The Data Retention Knot: Privacy Interests, Law Enforcement Interests, and Business Interests

By Andy Holleman[1]

Introduction

Policy makers, law enforcement, and members of Congress are currently involved in two separate discussions about data retention.  First, policy makers and privacy advocates advance the basic privacy maxim that businesses should generally retain less data and retain their data for shorter periods.  At the same time, Congress is examining whether those involved in the provision of Internet services should be obligated to retain for defined periods (i) logs correlating Internet Protocol (IP) addresses to specific subscribers and (ii) other information about subscriber web use to enable the investigation and prosecution of Internet crimes, including those that involve exploitation of children. 

On close examination, these discussions involve compelling issues related to personal privacy, law enforcement’s access to information, and the value of data to businesses.  This short article briefly examines these issues.

The Push for Less Data Retention

In the Federal Trade Commission’s Preliminary Staff Report, “Protecting Consumer Privacy in an Era of Rapid Change,” released in December 2010, FTC staff advocates for a number of basic privacy protections.  The staff says, among other things, that:

Companies should implement reasonable and appropriate data retention periods, retaining consumer data for only as long as they have a specific and legitimate business need to do so.[2]

The policy directive here is a simple privacy concept.  You simply cannot misuse or improperly disclose what you do not have.

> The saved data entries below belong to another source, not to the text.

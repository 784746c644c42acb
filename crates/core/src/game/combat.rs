//! Hit point changes and the death transition.

use super::Game;
use crate::color;
use crate::error::GameResult;
use crate::state::capitalize;
use crate::types::{EntityId, RenderOrder};

impl Game {
    /// Assigns hit points (clamped to `0..=max_hp`); reaching zero kills a living actor.
    pub fn set_hp(&mut self, target: EntityId, value: i32) -> GameResult<()> {
        let actor = self.world.actor_mut(target)?;
        let hp = actor.fighter.set_hp(value);
        if hp == 0 && actor.is_alive() {
            self.die(target)?;
        }
        Ok(())
    }

    pub fn take_damage(&mut self, target: EntityId, amount: i32) -> GameResult<()> {
        let hp = self.world.actor(target)?.fighter.hp();
        self.set_hp(target, hp.saturating_sub(amount))
    }

    /// Returns the hit points actually recovered.
    pub fn heal(&mut self, target: EntityId, amount: i32) -> GameResult<i32> {
        Ok(self.world.actor_mut(target)?.fighter.heal(amount))
    }

    fn die(&mut self, target: EntityId) -> GameResult<()> {
        let entity = self.world.entity_mut(target)?;
        let (message, fg) = if target == self.player {
            ("You Died!".to_string(), color::PLAYER_DEATH)
        } else {
            (format!("{} is dead!", capitalize(&entity.name)), color::ENEMY_DEATH)
        };

        entity.glyph = '%';
        entity.color = color::CORPSE;
        entity.blocks_movement = false;
        entity.render_order = RenderOrder::Corpse;
        entity.name = format!("remains of {}", entity.name);
        if let Some(actor) = entity.as_actor_mut() {
            actor.ai = None;
        }

        log::debug!("{target:?} died");
        self.log.add(message, fg);
        Ok(())
    }
}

The Push for More Data Retention

Law enforcement’s push for longer data retention generally focuses on information about the assignment of IP addresses, logs of emails sent, and logs of websites visited.  Most IP addresses are dynamic, which means that a subscriber may have a different IP address in the same day, week, or month.  Most web queries and email communications contain an IP address.  Therefore, IP subscriber logs often enable the identification of who sent a specific message or made an individual web query.[3]

In the spring and summer of 2006, members of Congress (including Colorado’s Representative Dianna DeGette) and then Attorney General Alberto Gonzales made a push for mandatory retention of this type of data for a lengthy period of time.  Congresswoman DeGette circulated an amendment to the Telecommunications Act that would have required providers of Internet access to retain IP address subscriber logs for one year after the termination of such a provider’s relationship with a customer.  At that time, as they do now, other data retention proponents sought broader requirements, including “identities of email correspondents, logs of who sent and received instant messages (but not the content of those communications), and the addresses of Web pages visited.”[4]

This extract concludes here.